Introduction Preeclampsia is characterized by reduced trophoblast invasion in the uterine wall decidua, harmful placental inflammation, and elevated systemic inflammation and sFlt-1 levels. Danger sensors like toll-like receptor (TLR)2, TLR4 and the nod-like receptor protein (NLRP)3 inflammasome initiate inflammation. These sensors have been associated with placental inflammation in preeclampsia, and maternal cholesterol and uric acid levels represent relevant activators. We have previously shown that trophoblasts have potent inflammatory properties, but it has not been determined how these sensors affects their communication with maternal immune cells in the decidua.

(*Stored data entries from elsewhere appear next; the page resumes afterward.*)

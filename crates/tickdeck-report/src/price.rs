use time::Date;

use tickdeck_core::{PriceColumn, PriceTable, Symbol};

use crate::error::ReportError;

/// Sessions per year used to annualize the mean daily return.
pub const TRADING_DAYS_PER_YEAR: f64 = 252.0;

/// One row of the price movements table.
#[derive(Debug, Clone, PartialEq)]
pub struct PriceMovementRow {
    pub date: Date,
    pub close: f64,
    /// Fractional change against the previous close, not a percentage.
    pub pct_change: f64,
}

/// The derived price movements report.
///
/// `annual_return_pct` is `None` when the close series is too short to
/// derive any change, which the dashboard renders as "insufficient data".
#[derive(Debug, Clone, PartialEq)]
pub struct PriceReport {
    pub close_column: String,
    pub rows: Vec<PriceMovementRow>,
    pub annual_return_pct: Option<f64>,
}

/// Pick the close series to chart and derive returns from.
///
/// Adjusted closes are preferred over raw closes, exact names over
/// suffixed ones such as `Close_AAPL`. When nothing close-like exists,
/// the first column holding any value is used.
pub fn resolve_close_column(table: &PriceTable) -> Option<&PriceColumn> {
    let exact = |name: &str| table.columns.iter().find(|c| c.name == name);
    let prefixed = |prefix: &str| table.columns.iter().find(|c| c.name.starts_with(prefix));

    exact("Adj Close")
        .or_else(|| exact("Adjusted Close"))
        .or_else(|| prefixed("Adj Close"))
        .or_else(|| prefixed("Adjusted Close"))
        .or_else(|| exact("Close"))
        .or_else(|| prefixed("Close"))
        .or_else(|| {
            table
                .columns
                .iter()
                .find(|c| c.values.iter().any(Option::is_some))
        })
}

/// Fractional period-over-period change between consecutive closes.
///
/// The first observation has no predecessor and is dropped, so the result
/// is one shorter than the input.
pub fn percent_change(closes: &[f64]) -> Vec<f64> {
    closes
        .windows(2)
        .map(|pair| pair[1] / pair[0] - 1.0)
        .collect()
}

/// Annualize a series of daily fractional changes into a percentage.
///
/// # Errors
///
/// Returns [`ReportError::InsufficientData`] for an empty series.
pub fn annualized_return(pct_changes: &[f64]) -> Result<f64, ReportError> {
    if pct_changes.is_empty() {
        return Err(ReportError::InsufficientData);
    }
    let mean = pct_changes.iter().sum::<f64>() / pct_changes.len() as f64;
    Ok(mean * TRADING_DAYS_PER_YEAR * 100.0)
}

/// Derive the price movements report from a fetched price table.
///
/// Changes are computed over consecutive present closes, so a gap in the
/// series pairs each value with the nearest earlier one.
///
/// # Errors
///
/// Returns [`ReportError::NoData`] when the table is empty or no column
/// holds a single value.
pub fn build_price_report(symbol: &Symbol, table: &PriceTable) -> Result<PriceReport, ReportError> {
    if table.is_empty() {
        return Err(ReportError::NoData {
            symbol: symbol.to_string(),
        });
    }

    let column = resolve_close_column(table).ok_or_else(|| ReportError::NoData {
        symbol: symbol.to_string(),
    })?;

    let observed: Vec<(Date, f64)> = table
        .dates
        .iter()
        .zip(column.values.iter())
        .filter_map(|(date, value)| value.map(|close| (*date, close)))
        .collect();

    let closes: Vec<f64> = observed.iter().map(|(_, close)| *close).collect();
    let pct = percent_change(&closes);

    let rows = observed
        .iter()
        .skip(1)
        .zip(pct.iter())
        .map(|(&(date, close), &pct_change)| PriceMovementRow {
            date,
            close,
            pct_change,
        })
        .collect();

    let annual_return_pct = annualized_return(&pct).ok();

    Ok(PriceReport {
        close_column: column.name.clone(),
        rows,
        annual_return_pct,
    })
}
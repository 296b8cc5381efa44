use thiserror::Error;

/// Validation and contract errors exposed by `tickdeck-core`.
#[derive(Debug, Error, Clone, PartialEq, Eq)]
pub enum ValidationError {
    #[error("ticker cannot be empty")]
    EmptyTicker,
    #[error("ticker length {len} exceeds max {max}")]
    TickerTooLong { len: usize, max: usize },
    #[error("ticker contains invalid character '{ch}' at index {index}")]
    TickerInvalidChar { ch: char, index: usize },
    #[error("ticker must contain at least one letter or digit")]
    TickerNoAlphanumeric,

    #[error("timestamp must be RFC3339 UTC (suffix Z): '{value}'")]
    TimestampNotUtc { value: String },
    #[error("timestamp out of range: '{value}'")]
    TimestampOutOfRange { value: String },
    #[error("date must be YYYY-MM-DD: '{value}'")]
    InvalidDate { value: String },
    #[error("date range start {start} is after end {end}")]
    InvalidDateRange { start: time::Date, end: time::Date },

    #[error("price column name cannot be empty")]
    EmptyColumnName,
    #[error("duplicate price column '{name}'")]
    DuplicateColumn { name: String },
    #[error("price column '{name}' has {len} cells, expected {expected}")]
    ColumnLengthMismatch {
        name: String,
        len: usize,
        expected: usize,
    },
    #[error("price dates must be strictly ascending")]
    DatesNotSorted,
    #[error("field '{field}' must be finite")]
    NonFiniteValue { field: &'static str },

    #[error("statement field label cannot be empty (row {row})")]
    EmptyStatementLabel { row: usize },
    #[error("statement report {report} has {len} values, expected {expected}")]
    RaggedStatementReport {
        report: usize,
        len: usize,
        expected: usize,
    },

    #[error("news title cannot be empty")]
    EmptyNewsTitle,
    #[error("sentiment score '{field}' must be within [-1, 1]")]
    SentimentOutOfRange { field: &'static str },
}
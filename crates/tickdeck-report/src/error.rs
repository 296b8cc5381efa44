use thiserror::Error;

/// Failures while deriving dashboard tables from provider payloads.
#[derive(Debug, Error, Clone, PartialEq, Eq)]
pub enum ReportError {
    /// The primary price fetch came back empty, which halts the render.
    #[error("no price data found for {symbol}")]
    NoData { symbol: String },

    /// Too few observations to derive returns.
    #[error("insufficient data")]
    InsufficientData,

    /// A statement payload had no usable reports.
    #[error("statement has no usable reports")]
    EmptyStatement,
}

Objectives We aimed to investigate cell specific inflammation through TLR2, TLR4 and NLRP3 in decidual trophoblasts and maternal immune cells, and assess the contribution to the harmful placental inflammation in preeclampsia. Methods Decidual biopsies obtained from 44 normal and 48 preeclamptic pregnancies during cesarean sections were analyzed by immunohistochemistry for cell markers and TLR2, TLR4, NLRP3 and IL1-β expression. Automated protein quantification was done in MATLAB. Decidual explants and trophoblasts were primed and stimulated with cholesterol crystals in vitro. IL-1β response was quantified by ELISA. Serum total cholesterol, uric acid, sFlt-1 and C-reactive protein (CRP) were measured by enzymatic assays or ELISA. Results TLR4, NLRP3 and IL1-β were markedly expressed by both trophoblasts and maternal immune cells in the decidua, while TLR2 was mainly expressed by maternal immune cells. Cholesterol crystals induced IL-1β in trophoblasts. Serum cholesterol levels were elevated in preeclamptic compared to healthy pregnancies, correlating to concentrations of hsCRP and sFlt-1. Quantification of danger sensor protein expression comparing normal and preeclamptic pregnancies will be presented. Discussion The expression and function of TLR4 and NLRP3 in trophoblasts and maternal immune cells suggests an inflammatory role in intercellular decidual maternal-fetal communication with potential involvement in preeclampsia.